Task to complete →
Take from the data every line in which the word "world" is found.

Dataset records →
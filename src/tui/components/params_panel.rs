// Parameter panel
//
// Draws the schema-driven form: one line per field. Text and number fields
// show their buffer (or placeholder), radio fields show the option group
// with the checked option marked. The panel is empty-bodied when the active
// technique declares no parameters.

use crate::form::FieldState;
use crate::schema::ParamKind;
use crate::tui::app::{App, Focus};
use ratatui::{
    layout::Rect,
    style::{Modifier, Style},
    text::{Line, Span},
    widgets::{Block, Borders, Paragraph},
    Frame,
};

pub fn render(f: &mut Frame, area: Rect, app: &App) {
    let theme = &app.theme;
    let focused = app.focus == Focus::Params;
    let border_color = if focused {
        theme.border_focused
    } else {
        theme.border
    };

    let mut lines: Vec<Line> = Vec::new();
    if app.session.form.is_empty() {
        lines.push(Line::from(Span::styled(
            "No parameters for this technique.",
            Style::default().fg(theme.muted),
        )));
    } else {
        for (i, field) in app.session.form.fields.iter().enumerate() {
            let is_cursor = focused && i == app.param_cursor;
            lines.push(field_line(field, is_cursor, app));
        }
    }

    let block = Block::default()
        .borders(Borders::ALL)
        .border_style(Style::default().fg(border_color))
        .title(" Parameters ");
    f.render_widget(Paragraph::new(lines).block(block), area);
}

fn field_line<'a>(field: &'a FieldState, is_cursor: bool, app: &App) -> Line<'a> {
    let theme = &app.theme;
    let label_style = if is_cursor {
        Style::default()
            .fg(theme.selection_fg)
            .bg(theme.selection_bg)
            .add_modifier(Modifier::BOLD)
    } else {
        Style::default().fg(theme.fg)
    };

    let mut spans = vec![Span::styled(
        format!(" {} ", field.spec.display_label()),
        label_style,
    )];
    if field.spec.required {
        spans.push(Span::styled("* ", Style::default().fg(theme.error)));
    }
    spans.push(Span::styled(": ", Style::default().fg(theme.muted)));

    match field.spec.kind {
        ParamKind::Radio => {
            for (j, option) in field.spec.options.iter().enumerate() {
                let checked = field.selected == Some(j);
                let marker = if checked { "(•) " } else { "( ) " };
                let style = if checked {
                    Style::default()
                        .fg(theme.accent)
                        .add_modifier(Modifier::BOLD)
                } else {
                    Style::default().fg(theme.fg)
                };
                spans.push(Span::styled(format!("{}{}  ", marker, option.label), style));
            }
        }
        ParamKind::Text | ParamKind::Number => {
            if field.input.is_empty() {
                let placeholder = field.spec.placeholder_text().unwrap_or_default();
                spans.push(Span::styled(placeholder, Style::default().fg(theme.muted)));
            } else {
                let value = if is_cursor {
                    format!("{}█", field.input)
                } else {
                    field.input.clone()
                };
                spans.push(Span::styled(value, Style::default().fg(theme.fg)));
            }
            if let Some(hint) = field.bounds_hint() {
                spans.push(Span::styled(
                    format!("  {}", hint),
                    Style::default().fg(theme.muted),
                ));
            }
        }
    }

    Line::from(spans)
}

/// Rows the panel needs for the current form (borders included)
pub fn desired_height(app: &App) -> u16 {
    let fields = app.session.form.fields.len().max(1);
    (fields as u16).saturating_add(2).min(10)
}
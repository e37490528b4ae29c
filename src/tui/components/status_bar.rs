// Status bar component
//
// Keybind hints for the focused panel on the left, the dispatcher phase on
// the right.

use crate::session::Phase;
use crate::tui::app::{App, Focus};
use ratatui::{
    layout::Rect,
    style::Style,
    text::{Line, Span},
    widgets::{Block, Borders, Paragraph},
    Frame,
};

pub fn render(f: &mut Frame, area: Rect, app: &App) {
    let hints = match app.focus {
        Focus::Techniques => "↑↓:select  Tab:focus  F1-F3:mode  ^Enter:run  ?:help  q:quit",
        Focus::Input => "type text  Enter:newline  ^Enter:run  ^L:clear  Tab:focus",
        Focus::Params => "↑↓:field  ←→/Space:option  type value  ^Enter:run  Tab:focus",
        Focus::Result => "↑↓:candidate  Enter:copy  y:copy all  k:copy key  Tab:focus",
    };

    let phase = match &app.session.phase {
        Phase::Idle => ("idle", app.theme.muted),
        Phase::Pending => ("working…", app.theme.accent),
        Phase::Succeeded(_) => ("ok", app.theme.success),
        Phase::Failed(_) => ("failed", app.theme.error),
    };

    let left = format!(" {}", hints);
    let right = format!("{} ", phase.0);
    let pad = (area.width as usize)
        .saturating_sub(left.chars().count() + right.chars().count());

    let line = Line::from(vec![
        Span::styled(left, Style::default().fg(app.theme.status_bar)),
        Span::raw(" ".repeat(pad)),
        Span::styled(right, Style::default().fg(phase.1)),
    ]);

    let status = Paragraph::new(line).block(Block::default().borders(Borders::TOP));
    f.render_widget(status, area);
}
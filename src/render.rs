// Result view model
//
// Pure construction of what the result panel displays, independent of any
// terminal toolkit. The TUI draws these values through plain text widgets, so
// attacker-influenced result strings are carried byte-for-byte and never
// interpreted as structure.

use crate::client::ExecuteSuccess;
use crate::schema::ResultPayload;
use regex::Regex;
use std::sync::OnceLock;

/// Marker prefixed to every rendered failure message
pub const FAILURE_MARKER: &str = "❌ ";

/// Body of a successful result
#[derive(Debug, Clone, PartialEq)]
pub enum ResultBody {
    Text(String),
    /// Brute-force candidates, in the order the server returned them -
    /// order reflects the key-space search and is preserved verbatim
    Candidates(Vec<String>),
}

/// Highlighted key panel, shown when the server returned key material
#[derive(Debug, Clone, PartialEq)]
pub struct KeyPanel {
    /// Copy action binds to exactly this string
    pub key_hex: String,
    /// Secondary annotation
    pub key_utf8: Option<String>,
}

/// What the result panel shows after a successful operation
#[derive(Debug, Clone, PartialEq)]
pub struct ResultView {
    pub body: ResultBody,
    pub key: Option<KeyPanel>,
    /// Labeled auxiliary facts ("Key Size" / "Rounds"); absent ones skipped
    pub facts: Vec<(&'static str, String)>,
}

impl ResultView {
    /// Build the view from a decoded execute success
    pub fn build(success: &ExecuteSuccess) -> Self {
        let body = match &success.result {
            ResultPayload::Text(text) => ResultBody::Text(text.clone()),
            ResultPayload::Candidates(items) => ResultBody::Candidates(items.clone()),
        };
        let extra = &success.extra_info;
        let key = extra.key_hex.as_ref().map(|key_hex| KeyPanel {
            key_hex: key_hex.clone(),
            key_utf8: extra.key_utf8.clone(),
        });
        let mut facts = Vec::new();
        if let Some(size) = extra.key_size {
            facts.push(("Key Size", format!("{}-bit", size)));
        }
        if let Some(rounds) = extra.num_rounds {
            facts.push(("Rounds", rounds.to_string()));
        }
        Self { body, key, facts }
    }

    pub fn candidate_count(&self) -> usize {
        match &self.body {
            ResultBody::Candidates(items) => items.len(),
            ResultBody::Text(_) => 0,
        }
    }

    /// Text for the copy-of-full-result action
    ///
    /// Candidate lists copy as their labeled lines, matching what is on
    /// screen.
    pub fn copy_all_text(&self) -> String {
        match &self.body {
            ResultBody::Text(text) => text.clone(),
            ResultBody::Candidates(items) => items
                .iter()
                .enumerate()
                .map(|(i, c)| candidate_label(i, c))
                .collect::<Vec<_>>()
                .join("\n"),
        }
    }
}

/// Display label for candidate `index` (0-based in, 1-indexed out)
pub fn candidate_label(index: usize, candidate: &str) -> String {
    format!("Option {}: {}", index + 1, candidate)
}

/// Strip the leading "Option N: " label from a rendered candidate line
///
/// Selecting a candidate copies the underlying text, not the label.
pub fn strip_candidate_label(line: &str) -> String {
    static LABEL: OnceLock<Regex> = OnceLock::new();
    let re = LABEL.get_or_init(|| Regex::new(r"^Option \d+: ").expect("static regex"));
    re.replace(line, "").into_owned()
}

/// Failure message as displayed, e.g. "❌ invalid offset"
pub fn failure_line(message: &str) -> String {
    format!("{}{}", FAILURE_MARKER, message)
}

#[cfg(test)]
mod tests {
    use super::*;
    use crate::schema::ExtraInfo;

    fn success(result: ResultPayload, extra_info: ExtraInfo) -> ExecuteSuccess {
        ExecuteSuccess { result, extra_info }
    }

    #[test]
    fn candidates_render_labeled_in_order() {
        let view = ResultView::build(&success(
            ResultPayload::Candidates(vec!["ifmmp".into(), "hello".into(), "gdkkn".into()]),
            ExtraInfo::default(),
        ));
        let ResultBody::Candidates(items) = &view.body else {
            panic!("expected candidates");
        };
        assert_eq!(items.len(), 3);
        assert_eq!(candidate_label(0, &items[0]), "Option 1: ifmmp");
        assert_eq!(candidate_label(2, &items[2]), "Option 3: gdkkn");
    }

    #[test]
    fn selecting_candidate_copies_stripped_text() {
        let line = candidate_label(1, "hello world");
        assert_eq!(line, "Option 2: hello world");
        assert_eq!(strip_candidate_label(&line), "hello world");
    }

    #[test]
    fn strip_only_removes_leading_label() {
        // A candidate that itself contains "Option 1: " keeps its content
        assert_eq!(
            strip_candidate_label("Option 1: Option 9: nested"),
            "Option 9: nested"
        );
        assert_eq!(strip_candidate_label("no label here"), "no label here");
    }

    #[test]
    fn markup_significant_text_is_preserved_verbatim() {
        let payload = "<script>alert('x')</script> & <b>bold</b>";
        let view = ResultView::build(&success(
            ResultPayload::Text(payload.into()),
            ExtraInfo::default(),
        ));
        assert_eq!(view.body, ResultBody::Text(payload.into()));
        assert_eq!(view.copy_all_text(), payload);
    }

    #[test]
    fn key_panel_binds_exact_key_material() {
        let extra: ExtraInfo = serde_json::from_str(
            r#"{"key_hex": "AB12", "key_utf8": "««»", "key_size": 256, "num_rounds": 14}"#,
        )
        .unwrap();
        let view = ResultView::build(&success(ResultPayload::Text("XYZ".into()), extra));
        let key = view.key.expect("key panel");
        assert_eq!(key.key_hex, "AB12");
        assert!(key.key_utf8.is_some());
        assert_eq!(view.facts[0], ("Key Size", "256-bit".to_string()));
        assert_eq!(view.facts[1], ("Rounds", "14".to_string()));
    }

    #[test]
    fn absent_facts_are_skipped_without_placeholder() {
        let view = ResultView::build(&success(
            ResultPayload::Text("XYZ".into()),
            ExtraInfo::default(),
        ));
        assert!(view.key.is_none());
        assert!(view.facts.is_empty());
    }

    #[test]
    fn failure_line_carries_marker_and_message() {
        assert_eq!(failure_line("invalid offset"), "❌ invalid offset");
    }

    #[test]
    fn copy_all_joins_labeled_candidates() {
        let view = ResultView::build(&success(
            ResultPayload::Candidates(vec!["a".into(), "b".into()]),
            ExtraInfo::default(),
        ));
        assert_eq!(view.copy_all_text(), "Option 1: a\nOption 2: b");
    }
}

Your solution →
        let line = candidate_label(1, "hello world");
        assert_eq!(line, "Option 2: hello world");
        assert_eq!(strip_candidate_label(&line), "hello world");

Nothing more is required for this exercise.